[Stored data entries]
□ □ □ □
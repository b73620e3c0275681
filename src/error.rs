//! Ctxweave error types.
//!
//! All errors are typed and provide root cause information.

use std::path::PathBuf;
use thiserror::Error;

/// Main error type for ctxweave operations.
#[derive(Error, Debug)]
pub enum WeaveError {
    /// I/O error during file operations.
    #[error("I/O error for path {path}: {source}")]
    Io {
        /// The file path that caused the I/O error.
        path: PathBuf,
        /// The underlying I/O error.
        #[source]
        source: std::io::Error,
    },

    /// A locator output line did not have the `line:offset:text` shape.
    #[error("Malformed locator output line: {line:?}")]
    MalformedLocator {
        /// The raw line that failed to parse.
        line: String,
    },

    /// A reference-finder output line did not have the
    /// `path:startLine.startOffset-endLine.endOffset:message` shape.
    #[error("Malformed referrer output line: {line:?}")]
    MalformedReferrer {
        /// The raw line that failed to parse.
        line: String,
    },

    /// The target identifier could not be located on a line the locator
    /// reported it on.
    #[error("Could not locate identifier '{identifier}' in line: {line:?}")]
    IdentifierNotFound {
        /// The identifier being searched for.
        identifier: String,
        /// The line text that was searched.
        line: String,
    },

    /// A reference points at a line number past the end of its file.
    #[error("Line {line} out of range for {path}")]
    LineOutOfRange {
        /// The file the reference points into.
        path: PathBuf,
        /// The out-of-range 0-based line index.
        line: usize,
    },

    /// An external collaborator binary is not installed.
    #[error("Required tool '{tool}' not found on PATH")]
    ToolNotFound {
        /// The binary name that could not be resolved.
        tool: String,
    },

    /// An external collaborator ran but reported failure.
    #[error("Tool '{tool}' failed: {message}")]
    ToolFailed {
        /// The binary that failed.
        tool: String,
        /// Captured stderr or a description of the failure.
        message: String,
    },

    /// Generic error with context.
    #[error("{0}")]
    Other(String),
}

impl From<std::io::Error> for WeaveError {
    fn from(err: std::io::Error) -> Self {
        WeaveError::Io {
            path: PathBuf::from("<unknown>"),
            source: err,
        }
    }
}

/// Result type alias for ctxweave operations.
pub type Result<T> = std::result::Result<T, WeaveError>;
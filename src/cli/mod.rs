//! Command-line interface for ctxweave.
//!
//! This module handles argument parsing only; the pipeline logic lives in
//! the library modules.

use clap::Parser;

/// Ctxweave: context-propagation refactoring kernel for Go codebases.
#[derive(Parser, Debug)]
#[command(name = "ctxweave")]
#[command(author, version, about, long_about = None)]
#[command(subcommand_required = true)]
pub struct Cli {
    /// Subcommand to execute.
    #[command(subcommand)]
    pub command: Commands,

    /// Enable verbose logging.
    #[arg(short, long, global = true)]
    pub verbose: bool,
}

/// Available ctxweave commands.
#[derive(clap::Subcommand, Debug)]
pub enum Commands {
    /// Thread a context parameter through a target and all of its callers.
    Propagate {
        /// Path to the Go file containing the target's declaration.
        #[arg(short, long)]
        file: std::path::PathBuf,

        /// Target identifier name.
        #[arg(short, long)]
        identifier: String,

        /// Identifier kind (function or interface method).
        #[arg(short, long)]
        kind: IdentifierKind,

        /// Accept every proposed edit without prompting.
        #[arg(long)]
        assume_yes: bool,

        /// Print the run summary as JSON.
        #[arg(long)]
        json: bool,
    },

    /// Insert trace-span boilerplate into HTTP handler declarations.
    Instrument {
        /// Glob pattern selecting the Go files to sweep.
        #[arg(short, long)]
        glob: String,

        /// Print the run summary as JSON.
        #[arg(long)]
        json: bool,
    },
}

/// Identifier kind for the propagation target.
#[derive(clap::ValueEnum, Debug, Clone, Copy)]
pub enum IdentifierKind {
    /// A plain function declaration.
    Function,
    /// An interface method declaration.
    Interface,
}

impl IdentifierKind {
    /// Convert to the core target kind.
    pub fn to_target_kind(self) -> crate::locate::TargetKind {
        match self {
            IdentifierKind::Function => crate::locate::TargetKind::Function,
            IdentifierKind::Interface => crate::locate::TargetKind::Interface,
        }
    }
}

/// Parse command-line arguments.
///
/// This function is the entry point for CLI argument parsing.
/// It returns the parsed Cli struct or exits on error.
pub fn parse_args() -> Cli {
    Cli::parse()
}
□ □ □ □
■ **What is required**
Respond with one number, namely the count of lines in the entries above that hold the word "WeaveError".

■ **Response to this exercise**
4